Docker EngineとAuthZ認可プラグインに関する10年前の問題が再び出現し、攻撃者がホストシステムへのルートレベルアクセスを取得できるようになる。
研究者らは、攻撃者がDockerEngineの認可プラグインをバイパスしてホストシステムへのルートレベルアクセスを取得できる新しい脆弱性について警告しています。この欠陥は2024年にパッチが当たった別の認可バイパス脆弱性と同じ根本原因を持っていますが、根本的な問題は2016年から知られていました。
CVE-2026-34040として追跡されているこの新しい脆弱性は、CVSSスケールで8.8(高)と評価されており、Docker Engine 29.3.1およびDocker Desktop 4.66.1で修正されました。更新をすぐに展開できない場合、リクエストサイズを512KBに制限することで、悪意のあるリクエストをフィルタリングできる可能性があります。
「ほとんどのエンタープライズデプロイメント、CI/CDシステム、および管理プラットフォームでは、Docker APIはネットワーク(TCP/TLS)を介してアクセスされます」と、セキュリティ企業Cyeraの研究者はレポートで述べています。「これは競合状態やタイミング依存性のない単一のHTTPリクエストです。攻撃者(またはAIエージェント)がAuthZプラグインで制限されたDockerAPIアクセスを持っている場合、それをバイパスできます。」
10年前のAuthZギャップ
Docker Engineはデフォルトではロールベースの認可を持っていません。つまり、Docker APIにアクセスできるユーザーは、すべてのDockerコマンドを実行できます。より細かい制御を実施するために、企業は様々なサードパーティおよびカスタムDockerAuthZプラグインに依存しており、この機能は2016年以来DockerEngineに存在しています。
2018年、研究者らは、攻撃者がContent-Lengthを0に設定したリクエストをDockerデーモンに送信することで、AuthZプラグインで実施されたすべての制限をバイパスできることに気づきました。その後、リクエスト本文を削除してAuthZプラグインに転送されます。
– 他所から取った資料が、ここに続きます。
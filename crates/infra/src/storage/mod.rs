//! Document storage for quoters and sales.
//!
//! The [`QuoterStore`] trait is the only storage surface the rest of the
//! system sees. Two implementations exist:
//!
//! - [`InMemoryQuoterStore`] for dev/tests
//! - [`PostgresQuoterStore`] keeping each record as a JSONB document
//!
//! ## Error contract
//!
//! | Operation | Absent record | Transport failure |
//! |-----------|---------------|-------------------|
//! | `find_quoter` | `NotFound` | `Connection` |
//! | `find_quoters` | empty vec | `Connection` |
//! | `insert_quoter` / `update_quoter` / `insert_sale` | n/a | `Insertion` |
//! | `find_sale_by_quoter` | `Ok(None)` | `Connection` |
//!
//! `find_sale_by_quoter` deliberately returns `Option`: "no sale" is the
//! normal outcome of that lookup, never an error.

use std::sync::Arc;

use async_trait::async_trait;
use thiserror::Error;

use quotedesk_core::QuoterId;
use quotedesk_quoting::{Quoter, QuoterPatch, Sale};

pub mod in_memory;
pub mod postgres;

pub use in_memory::InMemoryQuoterStore;
pub use postgres::PostgresQuoterStore;

#[derive(Debug, Error, Clone, PartialEq, Eq)]
pub enum StorageError {
    #[error("record not found")]
    NotFound,

    #[error("storage connection error: {0}")]
    Connection(String),

    #[error("storage write rejected: {0}")]
    Insertion(String),

    /// The search pattern could not be compiled.
    #[error("invalid query: {0}")]
    InvalidQuery(String),
}

/// Which quoters a lookup should return.
///
/// Patterns are case-insensitive regular expressions.
#[derive(Debug, Clone, PartialEq, Eq)]
pub enum QuoterFilter {
    All,
    NameMatches(String),
    DescriptionMatches(String),
    ServiceNameMatches(String),
    ProductTitleMatches(String),
}

impl QuoterFilter {
    pub fn pattern(&self) -> Option<&str> {
        match self {
            QuoterFilter::All => None,
            QuoterFilter::NameMatches(p)
            | QuoterFilter::DescriptionMatches(p)
            | QuoterFilter::ServiceNameMatches(p)
            | QuoterFilter::ProductTitleMatches(p) => Some(p),
        }
    }
}

#[async_trait]
pub trait QuoterStore: Send + Sync {
    async fn find_quoter(&self, id: QuoterId) -> Result<Quoter, StorageError>;

    /// At most `limit` quoters matching `filter`, in storage order.
    async fn find_quoters(&self, filter: QuoterFilter, limit: usize) -> Result<Vec<Quoter>, StorageError>;

    async fn insert_quoter(&self, quoter: Quoter) -> Result<Quoter, StorageError>;

    /// Merge the set fields of `patch` into the stored quoter.
    ///
    /// Patching an id that does not exist is a no-op.
    async fn update_quoter(&self, id: QuoterId, patch: &QuoterPatch) -> Result<(), StorageError>;

    async fn insert_sale(&self, sale: Sale) -> Result<Sale, StorageError>;

    async fn find_sale_by_quoter(&self, quoter_id: QuoterId) -> Result<Option<Sale>, StorageError>;
}

#[async_trait]
impl<S> QuoterStore for Arc<S>
where
    S: QuoterStore + ?Sized,
{
    async fn find_quoter(&self, id: QuoterId) -> Result<Quoter, StorageError> {
        (**self).find_quoter(id).await
    }

    async fn find_quoters(&self, filter: QuoterFilter, limit: usize) -> Result<Vec<Quoter>, StorageError> {
        (**self).find_quoters(filter, limit).await
    }

    async fn insert_quoter(&self, quoter: Quoter) -> Result<Quoter, StorageError> {
        (**self).insert_quoter(quoter).await
    }

    async fn update_quoter(&self, id: QuoterId, patch: &QuoterPatch) -> Result<(), StorageError> {
        (**self).update_quoter(id, patch).await
    }

    async fn insert_sale(&self, sale: Sale) -> Result<Sale, StorageError> {
        (**self).insert_sale(sale).await
    }

    async fn find_sale_by_quoter(&self, quoter_id: QuoterId) -> Result<Option<Sale>, StorageError> {
        (**self).find_sale_by_quoter(quoter_id).await
    }
}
プラグインはそれに何もコマンドがないと思って、そのようなリクエストを自動的に承認していたはずですが、DockerEngineはその後、削除されたリクエスト本文のコマンドを実行することになります。
この問題は2019年1月にリリースされたDocker Engine v18.09.1で修正されましたが、修正は19.03以降の後続のDockerEngineバージョンに含まれず、回帰とCVE-2024-41110として追跡される新しい脆弱性が発生しました。この欠陥は最終的に2024年7月にバージョン23.0.14、26.1.4、および27.1.0でパッチが当たりました。
誰も大きすぎるリクエストをチェックしていなかった
以前の認可バイパスはリクエストContent-Lengthが0に設定された場合にトリガーされましたが、リクエストが特定のサイズを超えた場合に同じ関数で何が起こるかを誰もチェックしていませんでした。
「APIリクエスト本文が1MBを超える場合、Dockerのミドルウェアは認可プラグインがそれを見る前に本文を静かにドロップします」と、Cyera研究者は発見しました。「プラグインは検査するものを何も見ないので、リクエストを承認します。Dockerデーモンはその後、完全な本文を処理し、要求されたコンテナを作成し、ホストファイルシステムへの完全なアクセスを許可する可能性があります。」
これは本質的に同じバグクラスで同じ根本原因ですが、ゼロ長の代わりに1MBのリクエストパディングを使用しています。AuthZプラグインがリクエストを検査してブロックできないため、攻撃者はルートアクセス権限を持つ特権コンテナを作成できる機能を含む、すべてのDockerEngineコマンドへのアクセス権を持つことになります。
通常、最も深刻なDocker脆弱性は、攻撃者がコンテナ内から逃げられるものですが、この欠陥はコンテナが作成される前に発生するため、コンテナ内監視ツールは悪用の試みをキャッチできません。ただし、管理者は、例えば512KBを超えるすべてのリクエストをブロックするリバースプロキシを介してAPIリクエストをルーティングできます。これは一時的な軽減です。
公開されたDocker APIインターフェースは、ボットネットと攻撃者によって常に標的にされ、クラウドインスタンスとサーバーをハイジャックしています。特にDockerは世界的に90%以上のエンタープライズ環境で使用されているためです。
Cyera研究者は、journalctl -u docker | grep "Request body is larger than"を使用して潜在的な悪用の兆候をデーモンログで検索することを推奨しています。また、Docker APIアクセス権を持つ自動化されたシステムを確認し、本番資格情報または規制されたデータへのアクセス権を持つホストを優先して即座にパッチを当てることをアドバイスしています。